SUBLIMINALISM: Am I the only one fascinated by the background objects chosen by each and every home-bound, self-isolated pundit that Skypes into cable news? The carefully selected artwork that obviously does not normally reside in that location; the curated collection of books selected to imply gravitas and intelligence; and the oh-so-popular framed diploma. It’s like you get mainline access to each and every individual’s insecurities, neuroses, and baggage. It’s a psychiatric treasure trove.
TINDERING YOURSELF: I continue to shave, shower, dress and groom as if nothing has changed, yet I know full well that I will not interact with another human being that day; nor the next; nor even the next. Why do I do this? At first, I thought it was habit. But I’ve come to realize that I simply like to look good for myself, since I’m the only person I ever get to see.

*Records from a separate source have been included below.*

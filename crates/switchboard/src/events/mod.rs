//! The `eventplugin` capability and host-side event dispatch.
//!
//! Plugins implement [`EventHandler`] and serve it through [`EventServer`].
//! The host talks to each plugin through an [`EventClient`] and fans
//! triggers out to every live plugin with an [`EventDispatcher`], which folds
//! the per-plugin [`EventTriggerResult`]s into one [`AggregatedResult`].

mod client;
mod dispatch;
mod server;
mod value;
mod wire;


pub use self::client::EventClient;
pub use self::dispatch::{
    AggregatedResult, DEFAULT_MAX_CONCURRENCY, EventDispatcher, EventTriggerResult, HealthReport,
    TriggerError, TriggerPolicy,
};
#[cfg(test)]
pub(crate) use self::server::MockEventHandler;
pub use self::server::{EventCall, EventHandler, EventServer};
pub use self::value::{EVENT_ENCODING, EventData, EventValue};
pub use self::wire::{
    EVENT_CAPABILITY, REGISTER_METHOD, RegisterParams, TRIGGER_METHOD, TriggerOutcome,
    TriggerParams,
};

/// Log target for event registration and dispatch.
pub(crate) const EVENTS_TARGET: &str = concat!(env!("CARGO_PKG_NAME"), "::events");

/// Event the host sends to every plugin right after it starts.
pub const RPC_INIT_EVENT: &str = "rpc-init";

/// Greeting carried as the first `rpc-init` argument.
pub const RPC_INIT_GREETING: &str = "plugin event triggered from switchboard";

/// Arguments of the `rpc-init` trigger: the greeting followed by 1, 2, 3.
#[must_use]
pub fn rpc_init_data() -> EventData {
    EventData::new()
        .with(RPC_INIT_GREETING)
        .with(1_i64)
        .with(2_i64)
        .with(3_i64)
}
//! Unit tests for configuration loading and validation.

use std::ffi::OsString;
use std::fs;

use rstest::{fixture, rstest};
use tempfile::TempDir;

use super::*;

#[fixture]
fn dir() -> TempDir {
    TempDir::new().expect("tempdir")
}

fn load(dir: &TempDir, text: &str, flags: &[&str]) -> Result<Config, ConfigError> {
    let path = dir.path().join("switchboard.toml");
    fs::write(&path, text).expect("write configuration");
    let mut args = vec![
        OsString::from("switchboard"),
        OsString::from("--config-path"),
        path.into_os_string(),
    ];
    args.extend(flags.iter().map(OsString::from));
    Config::load_validated(args)
}

#[rstest]
fn defaults_are_usable() {
    let config = Config::default();
    config.validate().expect("defaults validate");
    assert_eq!(config.log_filter(), default_log_filter());
    assert_eq!(config.log_format(), default_log_format());
    assert_eq!(config.cookie_key, DEFAULT_COOKIE_KEY);
    assert_eq!(config.call_timeout(), DEFAULT_CALL_TIMEOUT);
    assert_eq!(config.startup_timeout(), DEFAULT_STARTUP_TIMEOUT);
    assert!(!config.filter_by_registration);
    assert!(config.plugin_log().is_none());
    assert!(config.plugins.is_empty());
}

#[rstest]
fn loads_a_full_file(dir: TempDir) {
    let config = load(
        &dir,
        r#"
        cookie_key = "BOARD_COOKIE"
        cookie_value = "s3cret"
        call_timeout_ms = 250
        max_concurrency = 2
        filter_by_registration = true
        log_format = "compact"
        plugin_log = "/var/log/switchboard/plugins.log"

        [[plugins]]
        path = "/opt/plugins/audit"
        args = ["--verbose"]
        events = ["post-created", "post-deleted"]
        auto_encrypt = true

        [[plugins]]
        path = "/opt/plugins/notify"
        name = "mailer"
        "#,
        &[],
    )
    .expect("valid configuration");

    assert_eq!(config.cookie_key, "BOARD_COOKIE");
    assert_eq!(config.protocol_version, DEFAULT_PROTOCOL_VERSION);
    assert_eq!(config.call_timeout(), Duration::from_millis(250));
    assert_eq!(config.max_concurrency, 2);
    assert_eq!(config.log_format(), LogFormat::Compact);
    assert_eq!(
        config.plugin_log(),
        Some(Utf8Path::new("/var/log/switchboard/plugins.log"))
    );
    let names: Vec<&str> = config.plugins.iter().map(PluginConfig::display_name).collect();
    assert_eq!(names, ["audit", "mailer"]);
    let audit = config.plugins.first().expect("first plugin");
    assert_eq!(audit.args, ["--verbose"]);
    assert_eq!(audit.events, ["post-created", "post-deleted"]);
    assert!(audit.auto_encrypt);
}

#[rstest]
fn flags_override_the_file(dir: TempDir) {
    let config = load(
        &dir,
        "log_filter = \"warn\"\ncall_timeout_ms = 250\n",
        &["--log-filter", "switchboard=trace", "--call-timeout-ms", "75"],
    )
    .expect("load");
    assert_eq!(config.log_filter(), "switchboard=trace");
    assert_eq!(config.call_timeout(), Duration::from_millis(75));
}

#[rstest]
fn plugin_flag_adds_a_plugin_by_path(dir: TempDir) {
    let config = load(&dir, "", &["--plugins", "/opt/plugins/audit"]).expect("load");
    let names: Vec<&str> = config.plugins.iter().map(PluginConfig::display_name).collect();
    assert_eq!(names, ["audit"]);
}

#[rstest]
#[case::bad_type("call_timeout_ms = \"soon\"")]
#[case::missing_path("[[plugins]]\nargs = []")]
#[case::unknown_format("log_format = \"xml\"")]
#[case::broken_syntax("log_filter = ")]
fn malformed_files_fail_to_load(dir: TempDir, #[case] text: &str) {
    let err = load(&dir, text, &[]).expect_err("must fail");
    assert!(matches!(err, ConfigError::Load(_)), "{err}");
}

#[rstest]
#[case::zero_call_timeout("call_timeout_ms = 0", "call_timeout_ms")]
#[case::zero_startup_timeout("startup_timeout_ms = 0", "startup_timeout_ms")]
#[case::zero_concurrency("max_concurrency = 0", "max_concurrency")]
#[case::empty_cookie("cookie_value = \"\"", "cookie_value")]
#[case::empty_plugin_path("[[plugins]]\npath = \"\"", "plugins[0].path")]
#[case::duplicate_names(
    "[[plugins]]\npath = \"/a/audit\"\n[[plugins]]\npath = \"/b/audit\"",
    "reuses the name 'audit'"
)]
fn out_of_range_settings_are_rejected(
    dir: TempDir,
    #[case] text: &str,
    #[case] fragment: &str,
) {
    let err = load(&dir, text, &[]).expect_err("must fail");
    assert!(matches!(err, ConfigError::Invalid { .. }), "{err}");
    assert!(err.to_string().contains(fragment), "{err}");
}

#[rstest]
fn empty_plugin_log_disables_the_file() {
    let config = Config {
        plugin_log: Some(Utf8PathBuf::from("")),
        ..Config::default()
    };
    assert!(config.plugin_log().is_none());
}

#[rstest]
fn plugin_entries_parse_from_a_bare_path() {
    let plugin: PluginConfig = "/opt/plugins/audit".parse().expect("infallible");
    assert_eq!(plugin, PluginConfig::new("/opt/plugins/audit"));
}

#[rstest]
#[case("json", LogFormat::Json)]
#[case("Compact", LogFormat::Compact)]
fn log_format_parses_case_insensitively(#[case] text: &str, #[case] expected: LogFormat) {
    assert_eq!(text.parse::<LogFormat>().expect("parse"), expected);
    assert_eq!(expected.to_string(), text.to_ascii_lowercase());
}
//! Structured telemetry initialisation for the host.
//!
//! The general log goes to stderr in the configured format. Records on the
//! plugin log target are split out into their own JSON file when
//! `plugin_log` is set, and kept out of the general log.

use std::fs::{File, OpenOptions};
use std::io::{self, IsTerminal};
use std::sync::Mutex;

use camino::{Utf8Path, Utf8PathBuf};
use once_cell::sync::OnceCell;
use switchboard::logger::PLUGIN_LOG_TARGET;
use switchboard_config::{Config, LogFormat};
use tracing::Level;
use tracing::subscriber::SetGlobalDefaultError;
use tracing_subscriber::filter::Targets;
use tracing_subscriber::fmt::{self, time::UtcTime};
use tracing_subscriber::layer::SubscriberExt;
use tracing_subscriber::{EnvFilter, Layer, Registry};

static TELEMETRY_GUARD: OnceCell<()> = OnceCell::new();

type BoxedLayer = Box<dyn Layer<Registry> + Send + Sync>;

/// Handle returned when telemetry has been initialised.
#[derive(Debug, Default, Clone, Copy)]
pub struct TelemetryHandle;

/// Errors encountered while configuring telemetry.
#[derive(Debug, thiserror::Error)]
pub enum TelemetryError {
    /// Failed to parse the configured log filter expression.
    #[error("invalid log filter: {0}")]
    Filter(String),
    /// The plugin log file could not be opened.
    #[error("failed to open plugin log '{path}': {source}")]
    PluginLog {
        /// File that was opened.
        path: Utf8PathBuf,
        /// Underlying I/O error.
        #[source]
        source: io::Error,
    },
    /// Failed to install the tracing subscriber.
    #[error("failed to install telemetry subscriber: {0}")]
    Subscriber(SetGlobalDefaultError),
}

/// Installs the global subscriber on first use.
///
/// Later calls return a fresh [`TelemetryHandle`] and leave the installed
/// subscriber alone, even when `config` differs.
///
/// # Errors
///
/// Returns [`TelemetryError`] when the filter is malformed, the plugin log
/// cannot be opened or another subscriber is already installed.
pub fn initialise(config: &Config) -> Result<TelemetryHandle, TelemetryError> {
    TELEMETRY_GUARD
        .get_or_try_init(|| install_subscriber(config))
        .map(|_| TelemetryHandle)
}

/// Filter directives for the general log.
///
/// The plugin log target is switched off when it has a file of its own.
pub(crate) fn general_directives(config: &Config) -> String {
    let filter = config.log_filter();
    if config.plugin_log().is_none() {
        return filter.to_owned();
    }
    let muted = format!("{PLUGIN_LOG_TARGET}=off");
    if filter.trim().is_empty() {
        muted
    } else {
        format!("{filter},{muted}")
    }
}

fn install_subscriber(config: &Config) -> Result<(), TelemetryError> {
    let filter = EnvFilter::try_new(general_directives(config))
        .map_err(|error| TelemetryError::Filter(error.to_string()))?;

    let mut layers = vec![general_layer(config.log_format(), filter)];
    if let Some(path) = config.plugin_log() {
        layers.push(plugin_log_layer(open_plugin_log(path)?));
    }

    let subscriber = tracing_subscriber::registry().with(layers);
    tracing::subscriber::set_global_default(subscriber).map_err(TelemetryError::Subscriber)
}

fn general_layer(format: LogFormat, filter: EnvFilter) -> BoxedLayer {
    let ansi = io::stderr().is_terminal();
    match format {
        LogFormat::Json => fmt::layer()
            .json()
            .flatten_event(true)
            .with_target(true)
            .with_writer(io::stderr)
            .with_timer(UtcTime::rfc_3339())
            .with_filter(filter)
            .boxed(),
        LogFormat::Compact => fmt::layer()
            .compact()
            .with_target(true)
            .with_ansi(ansi)
            .with_writer(io::stderr)
            .with_timer(UtcTime::rfc_3339())
            .with_filter(filter)
            .boxed(),
    }
}

fn plugin_log_layer(file: File) -> BoxedLayer {
    fmt::layer()
        .json()
        .flatten_event(true)
        .with_target(true)
        .with_ansi(false)
        .with_writer(Mutex::new(file))
        .with_timer(UtcTime::rfc_3339())
        .with_filter(Targets::new().with_target(PLUGIN_LOG_TARGET, Level::TRACE))
        .boxed()
}

fn open_plugin_log(path: &Utf8Path) -> Result<File, TelemetryError> {
    OpenOptions::new()
        .create(true)
        .append(true)
        .open(path)
        .map_err(|source| TelemetryError::PluginLog {
            path: path.to_path_buf(),
            source,
        })
}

BLACKLISTS: I’ve recently started to maintain several blacklists. One contains the name of every company that continues to televise product advertisements depicting happy customers engaging in fun group activities and enjoying a life no longer possible. Another lists companies that feel compelled to email me and tell me they’re “here for me in these difficult time.” Just because I bought some crappy software from your company in 2007 doesn’t mean we’re BFFs — though I have been tempted to test the theory and call one of them for emotional counselling.
INCONGRUITY: If the letters we use to communicate are called the “alphabet” and not the “letter system,” shouldn’t the numbers we use be called the “enadio” and not the “numerical system?” Or does this make too much sense? And yes, I realize this has nothing whatsoever to do with COVID-19, which is precisely how I know the brain mush is settling in…
©2020 grEGORy simpson
ABOUT THE PHOTOS: “Pandemic” was shot just prior to the lockdown using a Minolta 28mm f/2.8 M-ROKKOR lens on a Leica M10 Monochrom. Although not its original intent, it now serves as a rather dark and foreboding depiction of a single individual’s sphere of contagion. “Cartesian Distancing” illustrates the proper (but rarely adhered to) 3D social distancing technique, and was photographed with a Ricoh GRIII in the early days of the pandemic. “Over Here” was shot on a Leica M10 Monochrom fronted with a 1967 Leica Tele-Elmar 135mm f/4 lens. The photo itself is not all that compelling, but having mentioned that I’d recently started to hunt for photos with that particular lens, I did feel compelled to include one — both as an example of that experiment, and as an example of why I’ve decided to abandon that particular experiment.